Brasil ha sido, tradicionalmente,
un gigante con pies de barro. Poseedor de una dimensión continental, riqueza
infinita de recursos e inmensa población, la desigualdad y la corrupción política han sido desde siempre lastres que han
impedido el desarrollo del país, en el que la pobreza es una característica
imposible de eludir, más allá de imágenes bucólicas de playas y señoritas de
más que buen ver. Su inclusión en el grupo de los BRIC y su catalogación como
emergente hace un par de décadas lo colocó, por fin, en los ojos de inversores
internacionales, y poco a poco, su economía empezó a despegar.
La crisis de 2008 supuso,
curiosamente, la puesta en marcha de la economía brasileña en formato cohete.
Refugio de inversiones y destino de inmigración de muchas naciones europeas, la
economía carioca se vio muy beneficiada por el auge de China, su principal
cliente, comprador de todo tipo de recursos del apabullante sector primario
local. Minería, petróleo, cosechas y cultivos, ganadería... Brasil produce
cifras estratosféricas de proteínas y materias primas que el gigante chino
devora con fruición. Esta simbiosis disparó la economía brasileña, redujo el
paro, favoreció la inversión pública y generó unas tasas de crecimiento que,
poco a poco, empezaron a reducir la pobreza local.
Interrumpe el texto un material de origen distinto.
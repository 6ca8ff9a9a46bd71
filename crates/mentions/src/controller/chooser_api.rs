// Copyright 2024 New Vector Ltd.
// Copyright 2023 The Matrix.org Foundation C.I.C.
//
// SPDX-License-Identifier: AGPL-3.0-only OR LicenseRef-Element-Commercial
// Please see LICENSE in the repository root for full details.

//! The pull API a list-backed chooser consumes, and the entry points for
//! hosts that own their chooser and data plumbing outright.

use mention_entities::{Mention, MentionAttribute};

use crate::{MentionsController, PluginState, TextBuffer, TextRange, UnicodeString};

impl<S> MentionsController<S>
where
    S: UnicodeString,
{
    /// Number of rows the chooser should display.
    pub fn number_of_model_objects(&self) -> usize {
        self.creation.results().len()
    }

    /// The entity backing a chooser row.
    pub fn model_object_for_index(&self, index: usize) -> Option<&Mention> {
        self.creation.results().get(index)
    }

    /// Whether the chooser should show a loading row: the data source
    /// supports one and the live query is still waiting for its first batch.
    pub fn should_display_loading_indicator(&self) -> bool {
        self.data_source.loading_indicator_supported
            && self.creation.is_active()
            && self.creation.awaiting_first_batch()
    }

    /// The user picked a chooser row. Commits the mention at that index.
    pub fn model_object_selected_at_index(
        &mut self,
        buffer: &mut dyn TextBuffer<S>,
        index: usize,
    ) {
        let Some(entity) = self.creation.results().get(index).cloned() else {
            return;
        };
        self.commit_mention(buffer, entity);
    }

    /// Selection entry point for hosts driving a fully custom chooser.
    pub fn handle_selection_for_entity(
        &mut self,
        buffer: &mut dyn TextBuffer<S>,
        entity: Mention,
    ) {
        if self.state != PluginState::CreatingMention {
            return;
        }
        self.creation.set_committed_externally();
        self.commit_mention(buffer, entity);
    }

    /// Result notification for hosts driving a fully custom chooser: the
    /// host fetched for the current key string and reports whether the
    /// result set came back empty.
    pub fn data_returned_with_empty_results(
        &mut self,
        is_empty_results: bool,
        keystring_ends_with_whitespace: bool,
    ) {
        if self.state != PluginState::CreatingMention || !is_empty_results {
            return;
        }
        if keystring_ends_with_whitespace
            || !self.config.should_continue_searching_after_empty_results
        {
            self.creation.cancel();
            self.end_creation(true);
        }
    }

    /// Replace the live query with the committed display text, attach the
    /// attribute, and leave the creation superstate.
    pub(crate) fn commit_mention(
        &mut self,
        buffer: &mut dyn TextBuffer<S>,
        entity: Mention,
    ) {
        if self.state != PluginState::CreatingMention {
            return;
        }
        let range = self.creation.replacement_range(&self.config);
        let display = S::from_str(entity.display_text());

        self.ignore_stack.push();
        buffer.replace_range(range, &display);
        let run = TextRange::new(range.start, display.len());
        buffer.set_mention(run, MentionAttribute::new(entity.clone()));
        buffer.set_selection(TextRange::caret(run.end()));
        self.ignore_stack.pop();
        self.selection_change_expected = true;

        self.emit_created_mention(&entity, run.start);
        if self.config.notify_text_view_delegate_on_mention_creation {
            self.emit_text_changed_by_controller();
        }
        self.end_creation(true);
    }
}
Parecía que, por fin, Brasil
escapaba de sus maldiciones de décadas pasadas para convertirse en una potencia
global, dotada además de una muy buena imagen exterior, asociada a la samba, el
carnaval y la buena vida (aunque reitero, sea una imagen engañosa). La
concesión a Rio de Janeiro de los Juegos Olímpicos de 2016 (la primera gran
derrota de Madrid en esa carrera) fue el espaldarazo definitivo por parte de la
comunidad y economía global a un Brasil que encarnaba el triunfo. El tiempo ha
demostrado que no todo relucía tanto como el oro que se buscaba en algunas
minas de la Amazonía. La entrada descontrolada de capitales en el país no fue
bien absorbida y muchos, o se desperdiciaron en inversiones faraónicas de nulo
resultado o fueron a alimentar tramas corruptas o se perdieron por el camino.
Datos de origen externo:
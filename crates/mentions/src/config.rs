// Copyright 2024 New Vector Ltd.
// Copyright 2023 The Matrix.org Foundation C.I.C.
//
// SPDX-License-Identifier: AGPL-3.0-only OR LicenseRef-Element-Commercial
// Please see LICENSE in the repository root for full details.

use std::collections::HashSet;
use std::time::Duration;

use crate::char_ext::at_symbols;
use crate::ChooserPositionMode;

/// Host-supplied predicate deciding which characters can form part of a
/// mention query word. The exact classification (letters only, letters and
/// digits, additional scripts) is a host decision.
pub type WordClassifier = fn(char) -> bool;

fn default_word_classifier(c: char) -> bool {
    c.is_alphanumeric()
}

/// Behavior configuration for [`crate::MentionsController`].
#[derive(Clone, Debug)]
pub struct MentionsConfig {
    /// How the host intends to position the chooser. Carried for the host's
    /// layout code; the controller only reads the viewport-locking class.
    pub chooser_position_mode: ChooserPositionMode,

    /// Characters that begin an explicit mention when typed at a word
    /// boundary. An empty set disables explicit mentions.
    pub control_characters: HashSet<char>,

    /// The subset of control characters kept in the buffer as a literal
    /// prefix when a mention started by them is committed. A control
    /// character outside this set is consumed by the commit.
    pub control_characters_to_prepend: HashSet<char>,

    /// Number of consecutive word characters that begin an implicit mention.
    /// Zero disables implicit mentions.
    pub implicit_search_length: usize,

    /// Allow re-entering mention creation when the caret moves back to the
    /// end of a still-valid control-character prefix.
    pub resume_mentions_creation_enabled: bool,

    /// Keep the chooser alive (empty) when a query returns no results,
    /// instead of cancelling creation.
    pub should_continue_searching_after_empty_results: bool,

    /// Whether the host's own change callback fires for the buffer edit a
    /// commit performs.
    pub notify_text_view_delegate_on_mention_creation: bool,

    /// Whether the host's own change callback fires for a trim edit.
    pub notify_text_view_delegate_on_mention_trim: bool,

    /// Whether the host's own change callback fires for a deletion edit.
    pub notify_text_view_delegate_on_mention_deletion: bool,

    pub word_classifier: WordClassifier,

    /// Minimum interval between keystroke-driven queries once a non-empty
    /// final result has arrived. `Duration::ZERO` disables coalescing.
    pub query_cooldown_interval: Duration,

    /// How long to wait for a query's first batch before treating the
    /// generation as an empty final result.
    pub query_timeout: Duration,
}

impl Default for MentionsConfig {
    fn default() -> Self {
        Self {
            chooser_position_mode: ChooserPositionMode::EnclosedTop,
            control_characters: at_symbols().clone(),
            control_characters_to_prepend: HashSet::new(),
            implicit_search_length: 3,
            resume_mentions_creation_enabled: false,
            should_continue_searching_after_empty_results: false,
            notify_text_view_delegate_on_mention_creation: false,
            notify_text_view_delegate_on_mention_trim: false,
            notify_text_view_delegate_on_mention_deletion: false,
            word_classifier: default_word_classifier,
            query_cooldown_interval: Duration::from_millis(150),
            query_timeout: Duration::from_secs(10),
        }
    }
}

impl MentionsConfig {
    pub fn explicit_mentions_enabled(&self) -> bool {
        !self.control_characters.is_empty()
    }

    pub fn implicit_mentions_enabled(&self) -> bool {
        self.implicit_search_length > 0
    }

    pub fn is_control_character(&self, c: char) -> bool {
        self.control_characters.contains(&c)
    }

    pub fn should_prepend(&self, c: char) -> bool {
        self.control_characters_to_prepend.contains(&c)
    }

    pub fn is_word_char(&self, c: char) -> bool {
        (self.word_classifier)(c)
    }

    /// Whether `c` sits at a word boundary, i.e. can be preceded by `prev`
    /// for the purpose of starting a mention. Start-of-buffer counts.
    pub fn is_boundary_before(&self, prev: Option<char>) -> bool {
        match prev {
            None => true,
            Some(c) => !self.is_word_char(c),
        }
    }
}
Los años de bonanza, de intenso viento de cola, debieron ser aprovechados para
reformar la economía local y dotarla de dinamismo de cara a tiempos más
oscuros, pero como sucede siempre en todas las fiestas económicas (y de eso
sabemos muy bien en España) las oportunidades de cambio en los ciclos
ascendentes nunca se aprovechan, y cuando llega el descenso siempre nos pilla a
contrapié. La fortaleza del dólar, la debilidad china y el descenso del precio
del petróleo son un cóctel amargo para Brasil, que ha provocado fugas de capitales
que han huido en masa y quiebras en grandes empresas constructoras y ligadas a
la exportación. La bancarrota del imperio de Eike Batista, el entonces empresario
más rico del país, producida hace pocos años, fue una señal que indicaba lo que
podía acabar pasando, y que muchos no quisieron ver. En estos momentos Brasil
sigue en recesión técnica, con descensos del PIB que, en tasa interanual, se
sitúan en el entorno del 3%, y sin visos de mejora significativa en el medio
plazo. La crisis económica ha sido la espoleta que ha detonado la bomba política,
generando aún mayor inestabilidad y ofreciendo día sí día también la imagen de
un país que se tambalea, y que como en décadas pasadas, ofrece la peor de sus
caras, la derivada de una sociedad aún muy desigual, con una estrecha franja de
clase media que no parece ser suficiente para aportar la estabilidad debida a
un régimen político y social que sea estable.
El
patético vodevil organizado por la decrépita presidenta Dilma Rouseff y el
expresidente Lula Da Silva, antaño figura adorada, hoy cazado en tramas
corruptas, es el último de este proceso en el que la credibilidad de las
instituciones y la capacidad de las mismas para regenerarse y volver a gobernar
el país cada vez están más puestas en entredicho. Con unos juegos olímpicos este
verano que pueden ser el escaparate de un amargo país, y muchas inversiones de
empresas españolas atrapadas en una economía que no responde, Brasil corre el
riesgo de convertirse en sinónimo de problema. Ojalá no sea así, porque el país
tiene toda la potencialidad imaginable para afrontar estos retos, pero a día de
hoy el panorama es bastante sombrío.